We need to be realistic though. Funding for further education must come from somewhere, as the golden goose that is foreign students is a vulnerable edifice upon which to base a long-term funding package. Our aim, therefore, should be to hold tight to the principle of free education where we can, whilst striving to protect the underlying notion of equality of opportunity.
So, here are my thoughts on how this should work;
- If there is a pupil premium for school pupils, couldn't a similar concept apply for universities?
- The government should subsidise those degree courses which will turn out the types of graduates the economy needs - if they think that they can judge the demand for skilled migrants, it should be possible to do it with graduates.
- We need a proper student market, potential students should have access to the sort of information that will enable them to invest wisely in the best course for them.
- The cap on tuition costs, regardless of who pays them, should remain. A brusque transition to a US-style market in education will cause serious damage as universities fight over students.

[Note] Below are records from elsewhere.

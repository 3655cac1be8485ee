//! Check that every required field of a decoded value has been populated.
//!
//! [`validate`] is the key function in this module.
pub use errors::{BadType, MissingField, ValidateAnyError, ValidationErrors};
pub use registry::validate_any;
#[doc(hidden)]
pub use registry::Registration;
pub use walker::{FieldWalker, VisibleField};

pub mod errors;
mod registry;
mod walker;

/// A type whose fields can be walked by [`validate`].
///
/// You'll rarely implement this trait by hand: use `#[derive(Validate)]` instead.
///
/// # Deriving
///
/// The derive macro supports structs with named fields.
/// Every field whose type implements [`RequiredField`](crate::RequiredField) is checked;
/// all other fields are ignored.
///
/// ```rust
/// use required::{Required, Validate};
///
/// #[derive(serde::Deserialize, Validate)]
/// pub struct Address {
///     #[serde(default)]
///     street: Required<String>,
///     // Not required, never reported.
///     notes: Option<String>,
/// }
///
/// #[derive(serde::Deserialize, Validate)]
/// pub struct Customer {
///     #[serde(default)]
///     name: Required<String>,
///     // The fields of `Address` are checked as if they were declared on `Customer`.
///     #[serde(flatten)]
///     address: Address,
/// }
///
/// let customer: Customer = serde_json::from_str(r#"{"name": "Aoife"}"#).unwrap();
/// let err = required::validate(&customer).unwrap_err();
/// assert_eq!(err.to_string(), "field 'street' in 'Customer' is required");
/// ```
///
/// The following attributes are available:
///
/// - `#[required(flatten)]` on a field: walk the field as an embedded member, even
///   without `#[serde(flatten)]`;
/// - `#[required(skip)]` on a field: leave the field out of the walk entirely;
/// - `#[required(rename = "Name")]` on the struct: the type name used in error messages.
///   It defaults to the struct identifier;
/// - `#[required(crate = "path")]` on the struct: the path to this crate, if it isn't
///   available as `::required`.
///
/// # Implementing by hand
///
/// ```rust
/// use required::{FieldWalker, Required, Validate};
///
/// pub struct Login {
///     user: Required<String>,
///     password: Required<String>,
///     remember_me: bool,
/// }
///
/// impl Validate for Login {
///     fn type_name(&self) -> &'static str {
///         "Login"
///     }
///
///     fn walk_fields<'a>(&'a self, walker: &mut FieldWalker<'a>) {
///         walker.field("user", Some(&self.user));
///         walker.field("password", Some(&self.password));
///         walker.field("remember_me", None);
///     }
/// }
/// ```
pub trait Validate {
    /// The name of the type, as it should appear in error messages.
    fn type_name(&self) -> &'static str;

    /// Report each field to the `walker`, in declaration order.
    fn walk_fields<'a>(&'a self, walker: &mut FieldWalker<'a>);
}

/// Check that every required field of `target` has been populated.
///
/// All visible fields are inspected, including those promoted from flattened members.
/// Each required field that hasn't been populated is reported as a [`MissingField`],
/// and they're all returned together in a single [`ValidationErrors`].
///
/// `target` is never modified.
pub fn validate<T: Validate + ?Sized>(target: &T) -> Result<(), ValidationErrors> {
    let type_name = target.type_name();
    visible_fields(target)
        .into_iter()
        .filter(|f| f.required().is_some_and(|r| !r.is_populated()))
        .map(|f| MissingField {
            field: f.name(),
            type_name,
        })
        .collect::<ValidationErrors>()
        .into_result()
}

/// The fields of `target` that are visible from the outermost type, in declaration order.
///
/// Fields of flattened members are included, one level deeper.
/// Shadowed fields, as well as same-depth fields that clash, are left out.
/// Check out [`FieldWalker`] for the exact rules.
pub fn visible_fields<T: Validate + ?Sized>(target: &T) -> Vec<VisibleField<'_>> {
    let mut walker = FieldWalker::new();
    target.walk_fields(&mut walker);
    walker.finish()
}
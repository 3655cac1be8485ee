use required::Validate;

#[derive(Validate)]
pub struct Point(pub u8, pub u8);

fn main() {
    let point = Point(1, 2);
    assert_eq!(point.0 + point.1, 3);
}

In the short term, I'm comfortable with the prospect of a series of our MPs voting against the proposals. If you sign a pledge in public to oppose tuition fees, you can hardly back down at the first challenge, unless you're really able to justify such a change in stance. And, had I signed such a pledge, I'd be standing right beside them.
In the medium term, we have an opportunity to lead the debate on a long-term funding framework for our universities, looking not just at student finance and university funding, but at the whole aim of the exercise, to educate young people to take leading roles in society, in industry and in government.
And it matters. We took a very strong line on student finance, and we are honour bound to stick to it for as long as we can. However, we have to face the reality of our position, in that there is no money left for social re-engineering, and everyone is going to have to tighten their belts for a fair while yet.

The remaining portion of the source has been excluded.